[PROMPT]
Among the entries below, one line contains "that sent it." and another contains "Opens the result". Transcribe those two lines and every line between them, exactly.

[EXERCISE MATERIALS]
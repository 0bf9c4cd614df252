//! The text protocol spoken between the kernel and its agents.
//!
//! Two closed command families travel on the wire: [`AgentCommand`] from agents to the kernel
//! and [`AegisCommand`] from the kernel to agents. Each has a `Display` implementation giving
//! the wire payload and a parser going the other way. Anything that does not parse becomes the
//! family's `Unknown` variant.
//!
//! Payloads travel inside frames, see [`frame`].

use std::fmt;

use tracing::debug;

use crate::common::{id_list_proc_string, AgentId, Direction, IdList, LifeSignals, Location};

pub mod frame;
pub mod info;
mod parser;

use info::{bool_str, GridInfo, SurroundInfo};
use parser::{ParseError, Tokens};

/// A command sent by an agent.
#[derive(Debug, Clone, PartialEq, Eq)]
pub enum AgentCommand {
    /// Handshake, carries the group name.
    Connect {
        /// Name of the team the agent belongs to.
        group: String,
    },
    /// Ends the agent's turn early.
    EndTurn,
    /// Moves one cell.
    Move(Direction),
    /// Asks for the content of a cell.
    Observe(Location),
    /// Rescues the survivor on top of the agent's cell.
    SaveSurv,
    /// Sends a message. An empty recipient list addresses everyone allowed.
    SendMessage {
        /// Recipients. `ID 0` addresses a whole group.
        recipients: Vec<AgentId>,
        #[allow(missing_docs)]
        message: String,
    },
    /// Recharges on a charging cell.
    Sleep,
    /// Digs the rubble on top of the agent's cell.
    TeamDig,
    /// Anything that could not be parsed.
    Unknown,
}

impl AgentCommand {
    /// True for the commands that use up the agent's action for the round.
    pub fn is_actionable(&self) -> bool {
        matches!(
            self,
            AgentCommand::Move(_)
                | AgentCommand::Observe(_)
                | AgentCommand::SaveSurv
                | AgentCommand::SendMessage { .. }
                | AgentCommand::Sleep
                | AgentCommand::TeamDig
        )
    }

    /// Replay-log form of the command when issued by `agent`.
    pub fn proc_string(&self, agent: AgentId) -> String {
        let action = match self {
            AgentCommand::Connect { .. } => "Connect".to_owned(),
            AgentCommand::EndTurn => "End Turn".to_owned(),
            AgentCommand::Move(direction) => format!("Move {direction}"),
            AgentCommand::Observe(location) => format!("Observe {}", location.proc_string()),
            AgentCommand::SaveSurv => "Save SV".to_owned(),
            AgentCommand::SendMessage {
                recipients,
                message,
            } => format!("Send {message} to {}", id_list_proc_string(recipients)),
            AgentCommand::Sleep => "Sleep".to_owned(),
            AgentCommand::TeamDig => "Team Dig".to_owned(),
            AgentCommand::Unknown => "??".to_owned(),
        };
        format!("{}#{action}", agent.proc_string())
    }
}

impl fmt::Display for AgentCommand {
    fn fmt(&self, f: &mut fmt::Formatter<'_>) -> fmt::Result {
        match self {
            AgentCommand::Connect { group } => write!(f, "CONNECT ( {group} )"),
            AgentCommand::EndTurn => f.write_str("END_TURN"),
            AgentCommand::Move(direction) => write!(f, "MOVE ( {direction} )"),
            AgentCommand::Observe(location) => write!(f, "OBSERVE {location}"),
            AgentCommand::SaveSurv => f.write_str("SAVE_SURV"),
            AgentCommand::SendMessage {
                recipients,
                message,
            } => write!(
                f,
                "SEND_MESSAGE ( NumTo {} , MsgSize {} , ID_List {} , MSG {message} )",
                recipients.len(),
                message.len(),
                IdList(recipients)
            ),
            AgentCommand::Sleep => f.write_str("SLEEP"),
            AgentCommand::TeamDig => f.write_str("TEAM_DIG"),
            AgentCommand::Unknown => f.write_str("UNKNOWN"),
        }
    }
}

/// An agent command together with the identity of the agent that sent it.
#[derive(Debug, Clone, PartialEq, Eq)]
pub struct IssuedCommand {
    /// Sender.
    pub agent: AgentId,
    /// What it asked for.
    pub command: AgentCommand,
}

impl IssuedCommand {
    /// Replay-log form.
    pub fn proc_string(&self) -> String {
        self.command.proc_string(self.agent)
    }
}

/// A message relayed by the kernel.
#[derive(Debug, Clone, PartialEq, Eq)]
pub struct ForwardedMessage {
    /// Sender.
    pub from: AgentId,
    /// Recipient list as the sender wrote it.
    pub recipients: Vec<AgentId>,
    #[allow(missing_docs)]
    pub message: String,
}

/// A command sent by the kernel.
#[allow(missing_docs)]
#[derive(Debug, Clone, PartialEq, Eq)]
pub enum AegisCommand {
    /// Handshake answer with the agent's identity and spawn.
    ConnectOk {
        id: AgentId,
        energy: u32,
        location: Location,
        /// Agent world file name, may be empty.
        file: String,
    },
    Disconnect,
    /// The agent died.
    DeathCard,
    RoundStart,
    RoundEnd,
    /// Opens a batch of forwarded messages.
    MessagesStart(usize),
    MessagesEnd,
    FwdMessage(ForwardedMessage),
    /// Opens the result envelope, `0` or `1` results follow.
    CmdResultStart(usize),
    CmdResultEnd,
    MoveResult {
        energy: u32,
        surround: SurroundInfo,
    },
    ObserveResult {
        energy: u32,
        grid: GridInfo,
        life_signals: LifeSignals,
    },
    SaveSurvResult {
        energy: u32,
        surround: SurroundInfo,
    },
    SleepResult {
        /// The recharge applied.
        success: bool,
        energy: u32,
    },
    TeamDigResult {
        energy: u32,
        surround: SurroundInfo,
    },
    Unknown,
}

impl fmt::Display for AegisCommand {
    fn fmt(&self, f: &mut fmt::Formatter<'_>) -> fmt::Result {
        match self {
            AegisCommand::ConnectOk {
                id,
                energy,
                location,
                file,
            } => write!(
                f,
                "CONNECT_OK ( ID {} , GID {} , ENG_LEV {energy} , LOC {location} , FILE {file} )",
                id.id, id.gid
            ),
            AegisCommand::Disconnect => f.write_str("DISCONNECT"),
            AegisCommand::DeathCard => f.write_str("DEATH_CARD"),
            AegisCommand::RoundStart => f.write_str("ROUND_START"),
            AegisCommand::RoundEnd => f.write_str("ROUND_END"),
            AegisCommand::MessagesStart(n) => write!(f, "MESSAGES_START ( {n} )"),
            AegisCommand::MessagesEnd => f.write_str("MESSAGES_END"),
            AegisCommand::FwdMessage(fwd) => write!(
                f,
                "FWD_MESSAGE ( IDFrom ( {} , {} ) , MsgSize {} , NUM_TO {} , IDS {} , MSG {} )",
                fwd.from.id,
                fwd.from.gid,
                fwd.message.len(),
                fwd.recipients.len(),
                IdList(&fwd.recipients),
                fwd.message
            ),
            AegisCommand::CmdResultStart(n) => write!(f, "CMD_RESULT_START ( {n} )"),
            AegisCommand::CmdResultEnd => f.write_str("CMD_RESULT_END"),
            AegisCommand::MoveResult { energy, surround } => {
                write!(f, "MOVE_RESULT ( ENG_LEV {energy} , {surround} )")
            }
            AegisCommand::ObserveResult {
                energy,
                grid,
                life_signals,
            } => write!(
                f,
                "OBSERVE_RESULT ( ENG_LEV {energy} , GRID_INFO ( {grid} ) , NUM_SIG {} , LIFE_SIG {life_signals} )",
                life_signals.len()
            ),
            AegisCommand::SaveSurvResult { energy, surround } => {
                write!(f, "SAVE_SURV_RESULT ( ENG_LEV {energy} , SUR_INFO {surround} )")
            }
            AegisCommand::SleepResult { success, energy } => write!(
                f,
                "SLEEP_RESULT ( RESULT {} , CH_ENG {energy} )",
                bool_str(*success)
            ),
            AegisCommand::TeamDigResult { energy, surround } => {
                write!(f, "TEAM_DIG_RESULT ( ENG_LEV {energy} , {surround} )")
            }
            AegisCommand::Unknown => f.write_str("UNKNOWN"),
        }
    }
}

/// Parses an agent payload. Malformed input gives [`AgentCommand::Unknown`].
pub fn parse_agent_command(payload: &str) -> AgentCommand {
    match read_agent_command(&mut Tokens::new(payload)) {
        Ok(command) => command,
        Err(e) => {
            debug!(%e, payload, "unparsable agent command");
            AgentCommand::Unknown
        }
    }
}

/// Parses a kernel payload. Malformed input gives [`AegisCommand::Unknown`].
pub fn parse_aegis_command(payload: &str) -> AegisCommand {
    match read_aegis_command(&mut Tokens::new(payload)) {
        Ok(command) => command,
        Err(e) => {
            debug!(%e, payload, "unparsable kernel command");
            AegisCommand::Unknown
        }
    }
}

fn read_agent_command(tokens: &mut Tokens) -> Result<AgentCommand, ParseError> {
    let command = match tokens.any("command")? {
        "CONNECT" => {
            tokens.text("(")?;
            let group = tokens.any("group name")?.to_owned();
            tokens.text(")")?;
            AgentCommand::Connect { group }
        }
        "END_TURN" => AgentCommand::EndTurn,
        "MOVE" => {
            tokens.text("(")?;
            let direction = tokens.direction()?;
            tokens.text(")")?;
            AgentCommand::Move(direction)
        }
        "OBSERVE" => AgentCommand::Observe(tokens.location()?),
        "SAVE_SURV" => AgentCommand::SaveSurv,
        "SEND_MESSAGE" => {
            tokens.text("(")?;
            let count: usize = tokens.field("NumTo")?;
            tokens.text(",")?;
            let size: usize = tokens.field("MsgSize")?;
            tokens.text(",")?;
            tokens.text("ID_List")?;
            let recipients = counted_ids(tokens, count)?;
            tokens.text(",")?;
            let message = tokens.message(size)?;
            tokens.text(")")?;
            AgentCommand::SendMessage {
                recipients,
                message,
            }
        }
        "SLEEP" => AgentCommand::Sleep,
        "TEAM_DIG" => AgentCommand::TeamDig,
        "UNKNOWN" => AgentCommand::Unknown,
        other => {
            return Err(ParseError::Unexpected {
                expected: "agent command".to_owned(),
                found: other.to_owned(),
                at: 0,
            })
        }
    };
    tokens.done()?;
    Ok(command)
}

fn read_aegis_command(tokens: &mut Tokens) -> Result<AegisCommand, ParseError> {
    let command = match tokens.any("command")? {
        "CONNECT_OK" => {
            tokens.text("(")?;
            let id = tokens.field("ID")?;
            tokens.text(",")?;
            let gid = tokens.field("GID")?;
            tokens.text(",")?;
            let energy = tokens.field("ENG_LEV")?;
            tokens.text(",")?;
            tokens.text("LOC")?;
            let location = tokens.location()?;
            tokens.text(",")?;
            tokens.text("FILE")?;
            let mut file = String::new();
            loop {
                match tokens.any(")")? {
                    ")" => break,
                    part => file.push_str(part),
                }
            }
            AegisCommand::ConnectOk {
                id: AgentId::new(id, gid),
                energy,
                location,
                file,
            }
        }
        "DISCONNECT" => AegisCommand::Disconnect,
        "DEATH_CARD" => AegisCommand::DeathCard,
        "ROUND_START" => AegisCommand::RoundStart,
        "ROUND_END" => AegisCommand::RoundEnd,
        "MESSAGES_START" => AegisCommand::MessagesStart(bracketed_count(tokens)?),
        "MESSAGES_END" => AegisCommand::MessagesEnd,
        "FWD_MESSAGE" => {
            tokens.text("(")?;
            tokens.text("IDFrom")?;
            tokens.text("(")?;
            let id = tokens.integer()?;
            tokens.text(",")?;
            let gid = tokens.integer()?;
            tokens.text(")")?;
            tokens.text(",")?;
            let size: usize = tokens.field("MsgSize")?;
            tokens.text(",")?;
            let count: usize = tokens.field("NUM_TO")?;
            tokens.text(",")?;
            tokens.text("IDS")?;
            let recipients = counted_ids(tokens, count)?;
            tokens.text(",")?;
            let message = tokens.message(size)?;
            tokens.text(")")?;
            AegisCommand::FwdMessage(ForwardedMessage {
                from: AgentId::new(id, gid),
                recipients,
                message,
            })
        }
        "CMD_RESULT_START" => AegisCommand::CmdResultStart(bracketed_count(tokens)?),
        "CMD_RESULT_END" => AegisCommand::CmdResultEnd,
        "MOVE_RESULT" => {
            let (energy, surround) = energy_and_surround(tokens, None)?;
            AegisCommand::MoveResult { energy, surround }
        }
        "TEAM_DIG_RESULT" => {
            let (energy, surround) = energy_and_surround(tokens, None)?;
            AegisCommand::TeamDigResult { energy, surround }
        }
        "SAVE_SURV_RESULT" => {
            let (energy, surround) = energy_and_surround(tokens, Some("SUR_INFO"))?;
            AegisCommand::SaveSurvResult { energy, surround }
        }
        "OBSERVE_RESULT" => {
            tokens.text("(")?;
            let energy = tokens.field("ENG_LEV")?;
            tokens.text(",")?;
            tokens.text("GRID_INFO")?;
            tokens.text("(")?;
            let grid = tokens.grid_info()?;
            tokens.text(")")?;
            tokens.text(",")?;
            let life_signals = tokens.counted_signals()?;
            tokens.text(")")?;
            AegisCommand::ObserveResult {
                energy,
                grid,
                life_signals,
            }
        }
        "SLEEP_RESULT" => {
            tokens.text("(")?;
            tokens.text("RESULT")?;
            let success = tokens.boolean()?;
            tokens.text(",")?;
            let energy = tokens.field("CH_ENG")?;
            tokens.text(")")?;
            AegisCommand::SleepResult { success, energy }
        }
        "UNKNOWN" => AegisCommand::Unknown,
        other => {
            return Err(ParseError::Unexpected {
                expected: "kernel command".to_owned(),
                found: other.to_owned(),
                at: 0,
            })
        }
    };
    tokens.done()?;
    Ok(command)
}

/// `( n )`
fn bracketed_count(tokens: &mut Tokens) -> Result<usize, ParseError> {
    tokens.text("(")?;
    let n = tokens.integer()?;
    tokens.text(")")?;
    Ok(n)
}

fn counted_ids(tokens: &mut Tokens, count: usize) -> Result<Vec<AgentId>, ParseError> {
    let ids = tokens.id_list()?;
    if ids.len() != count {
        return Err(ParseError::Unexpected {
            expected: format!("{count} identities"),
            found: ids.len().to_string(),
            at: 0,
        });
    }
    Ok(ids)
}

/// `( ENG_LEV e , [label] <surround> )`
fn energy_and_surround(
    tokens: &mut Tokens,
    label: Option<&str>,
) -> Result<(u32, SurroundInfo), ParseError> {
    tokens.text("(")?;
    let energy = tokens.field("ENG_LEV")?;
    tokens.text(",")?;
    if let Some(label) = label {
        tokens.text(label)?;
    }
    let surround = tokens.surround_info()?;
    tokens.text(")")?;
    Ok((energy, surround))
}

[ANSWER BELOW]
/// An agent command together with the identity of the agent that sent it.
#[derive(Debug, Clone, PartialEq, Eq)]
pub struct IssuedCommand {
    /// Sender.
    pub agent: AgentId,
    /// What it asked for.
    pub command: AgentCommand,
}

impl IssuedCommand {
    /// Replay-log form.
    pub fn proc_string(&self) -> String {
        self.command.proc_string(self.agent)
    }
}

/// A message relayed by the kernel.
#[derive(Debug, Clone, PartialEq, Eq)]
pub struct ForwardedMessage {
    /// Sender.
    pub from: AgentId,
    /// Recipient list as the sender wrote it.
    pub recipients: Vec<AgentId>,
    #[allow(missing_docs)]
    pub message: String,
}

/// A command sent by the kernel.
#[allow(missing_docs)]
#[derive(Debug, Clone, PartialEq, Eq)]
pub enum AegisCommand {
    /// Handshake answer with the agent's identity and spawn.
    ConnectOk {
        id: AgentId,
        energy: u32,
        location: Location,
        /// Agent world file name, may be empty.
        file: String,
    },
    Disconnect,
    /// The agent died.
    DeathCard,
    RoundStart,
    RoundEnd,
    /// Opens a batch of forwarded messages.
    MessagesStart(usize),
    MessagesEnd,
    FwdMessage(ForwardedMessage),
    /// Opens the result envelope, `0` or `1` results follow.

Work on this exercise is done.